There is little purpose in lecturing Sinn Fein as to its responsibilities on decommissioning for it claims to have discharged these and that it cannot speak for the IRA. This is probably true, for all that there has long been a significant overlap in membership between the leadership of Sinn Fein and the IRA's Army Council. But in his statement of last week, the Sinn Fein president, Mr Gerry Adams, accepted the necessity of decommissioning as part of the peace process. Neither Sinn Fein nor anybody else, therefore, can purport to be taken unawares or not to understand what will happen if, come the end of February, the IRA has not made measurable progress towards putting its weaponry beyond use. No true democrat will take issue with Mr Trimble if, in those circumstances, he walks away from an arrangement which proves to be hollow and flawed. Mr Trimble has accepted that there may be a period of overlap in which an organisation, wishing to embrace the democratic process, finds that it requires some time to disengage from a paramilitary past. It happened in this State in the spring and summer of 1922. But it must be limited in time. If Sinn Fein is to be part of the new democracy, its sponsoring body - the IRA - cannot retain to itself the right to make war upon other citizens or upon that democracy's own security forces.

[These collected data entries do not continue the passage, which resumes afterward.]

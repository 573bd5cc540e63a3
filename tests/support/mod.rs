//! Test support library
//! Synthetic worlds, texture tables and light queries shared by the
//! integration tests.

#![allow(dead_code)]

use bspchunk::prelude::*;
use bspchunk::float_types::Real;
use nalgebra::{Point3, Vector2, Vector3};

pub const STONE: usize = 0;
pub const GRATE: usize = 1;
pub const CANAL: usize = 2;
/// Material whose texture is not in [`textures`]
pub const MISSING: usize = 3;

/// Edge length of one grid tile
pub const TILE: Real = 4.0;

pub fn materials() -> Vec<Material> {
    vec![
        Material::new("stone"),
        Material::new("grate"),
        Material::water("canal").with_scroll(UvScroll {
            direction: Vector2::new(1.0, 0.0),
            frame_count: 8,
            fps: 4.0,
        }),
        Material::new("nowhere"),
    ]
}

pub fn textures() -> TextureTable {
    let mut table = TextureTable::new();
    table
        .insert("stone", TextureMetadata::new(512, 512, 10, PixelFormat::Bc1))
        .insert("grate", TextureMetadata::new(256, 128, 9, PixelFormat::Bc3))
        .insert("canal", TextureMetadata::new(1024, 1024, 11, PixelFormat::Bc1));
    table
}

pub fn feature() -> VertexFeature {
    VertexFeature::new(Vector2::zeros(), Vector3::z(), [255, 255, 255, 255])
}

/// Bounds of a `w`×`h` block of tiles starting at tile (x, y)
pub fn tile_bounds(x: usize, y: usize, w: usize, h: usize) -> Aabb {
    Aabb::new(
        Point3::new(x as Real * TILE, y as Real * TILE, -1.0),
        Point3::new((x + w) as Real * TILE, (y + h) as Real * TILE, 1.0),
    )
}

/// Assembles positions, polygons and a tree into a [`WorldData`].
pub struct WorldBuilder {
    pub positions: Vec<Point3<Real>>,
    pub polygons: Vec<Polygon>,
    pub tree: TreeBuilder,
}

impl WorldBuilder {
    pub fn new(bounds: Aabb) -> Self {
        Self {
            positions: Vec::new(),
            polygons: Vec::new(),
            tree: TreeBuilder::new(bounds, &[]),
        }
    }

    /// Add a polygon through `corners` (counter-clockwise seen from +Z) and
    /// return its id.
    pub fn polygon(&mut self, corners: &[[Real; 3]], material: usize) -> usize {
        let first = self.positions.len();
        self.positions
            .extend(corners.iter().map(|&[x, y, z]| Point3::new(x, y, z)));
        self.polygons.push(Polygon::new(
            (first..first + corners.len()).collect(),
            vec![feature(); corners.len()],
            material,
        ));
        self.polygons.len() - 1
    }

    pub fn quad(&mut self, x: Real, y: Real, size: Real, material: usize) -> usize {
        self.polygon(
            &[
                [x, y, 0.0],
                [x + size, y, 0.0],
                [x + size, y + size, 0.0],
                [x, y + size, 0.0],
            ],
            material,
        )
    }

    pub fn build(self) -> WorldData {
        WorldData::new(self.tree.build(), self.positions, self.polygons, materials())
    }
}

/// A `side`×`side` floor of quads under a balanced tree, one tile per leaf.
///
/// `side` must be a power of two. Interior nodes own no polygons, so every
/// leaf starts out as its own chunk root at depth `2 * log2(side)`.
pub fn grid_world(side: usize, material_of: impl Fn(usize, usize) -> usize) -> WorldData {
    assert!(side.is_power_of_two());
    let mut world = WorldBuilder::new(tile_bounds(0, 0, side, side));
    split(&mut world, &material_of, 0, (0, 0, side, side));
    world.build()
}

fn split(
    world: &mut WorldBuilder,
    material_of: &impl Fn(usize, usize) -> usize,
    node: usize,
    (x0, y0, w, h): (usize, usize, usize, usize),
) {
    if w == 1 && h == 1 {
        return;
    }
    let halves = if w >= h {
        [(x0, y0, w / 2, h), (x0 + w / 2, y0, w / 2, h)]
    } else {
        [(x0, y0, w, h / 2), (x0, y0 + h / 2, w, h / 2)]
    };
    for (i, (x, y, cw, ch)) in halves.into_iter().enumerate() {
        let polygons = if cw == 1 && ch == 1 {
            let material = material_of(x, y);
            vec![world.quad(x as Real * TILE, y as Real * TILE, TILE, material)]
        } else {
            Vec::new()
        };
        let bounds = tile_bounds(x, y, cw, ch);
        let child = if i == 0 {
            world.tree.add_front(node, bounds, &polygons)
        } else {
            world.tree.add_back(node, bounds, &polygons)
        };
        split(world, material_of, child, (x, y, cw, ch));
    }
}

/// Grid material: a water row at `y == side / 2`, stone elsewhere
pub fn canal_row(side: usize) -> impl Fn(usize, usize) -> usize {
    move |_, y| if y == side / 2 { CANAL } else { STONE }
}

/// Light query that reports `count` lights for every box
pub fn constant_lights(count: usize) -> impl Fn(&Aabb) -> usize + Send + Sync {
    move |_: &Aabb| count
}

/// Light query that reports many lights for any box wider than `width`
pub fn crowded_wider_than(width: Real) -> impl Fn(&Aabb) -> usize + Send + Sync {
    move |b: &Aabb| {
        if b.maxs.x - b.mins.x > width || b.maxs.y - b.mins.y > width {
            64
        } else {
            0
        }
    }
}

/// Geometric normal of a triangle from its corner order
pub fn face_normal([a, b, c]: [Point3<Real>; 3]) -> Vector3<Real> {
    (b - a).cross(&(c - a))
}
//! BSP tree node data structure

use crate::aabb::Aabb;
use std::ops::Range;

/// A BSP tree node: links to its parent and front/back children plus a range
/// of this node's own polygons.
#[derive(Debug, Clone, PartialEq)]
#[cfg_attr(feature = "serde", derive(serde::Serialize, serde::Deserialize))]
pub struct BspNode {
    /// Position of this node in the tree arena.
    pub index: usize,

    /// `None` only for the tree root.
    pub parent: Option<usize>,

    /// Subtree in *front* of the splitting plane.
    pub front: Option<usize>,

    /// Subtree *behind* the splitting plane.
    pub back: Option<usize>,

    /// First entry of this node's range in [`BspTree::polygon_indices`](super::BspTree).
    pub polygon_start: usize,

    /// Number of polygon indices owned by this node. Interior nodes may
    /// carry geometry too.
    pub polygon_count: usize,

    /// Used only to ask how many lights touch this region.
    pub bounds: Aabb,
}

impl BspNode {
    /// Create a node with no links and no geometry
    pub const fn new(index: usize, bounds: Aabb) -> Self {
        Self {
            index,
            parent: None,
            front: None,
            back: None,
            polygon_start: 0,
            polygon_count: 0,
            bounds,
        }
    }

    /// Builder-style setter for the polygon range
    pub const fn with_polygons(mut self, start: usize, count: usize) -> Self {
        self.polygon_start = start;
        self.polygon_count = count;
        self
    }

    /// A node without front and back children
    #[inline]
    pub const fn is_leaf(&self) -> bool {
        self.front.is_none() && self.back.is_none()
    }

    #[inline]
    pub const fn has_geometry(&self) -> bool {
        self.polygon_count > 0
    }

    #[inline]
    pub const fn polygon_range(&self) -> Range<usize> {
        self.polygon_start..self.polygon_start + self.polygon_count
    }

    /// Children in walk order: front first, then back
    pub fn children(&self) -> impl Iterator<Item = usize> {
        self.front.into_iter().chain(self.back)
    }
}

On this day we witness nothing less than the birth of a new Ireland. It is an Ireland which rejects the simplistic and majoritarian politics of the past. It acknowledges the diversity of culture, of race, of religion, of identity, which span this island. The arrangements and institutions which now come into place are the product of many years of patient, wearing, sometimes heart-breaking struggle by political leaders, officials, religious leaders, security personnel and activists in political parties, voluntary organisations and groups of every kind. The faces on television and in the newspapers are those of the known heroes who have won through - Hume, Trimble, Mallon, Adams, Alderdice, Mitchell - and many others. But everyone who voted for this new day - and those who voted against it but who accept the democratic verdict - can claim a share of what now becomes possible in conditions of peace and prosperity. There are literally hundreds of thousands of heroes and there can be more than five million winners in this story.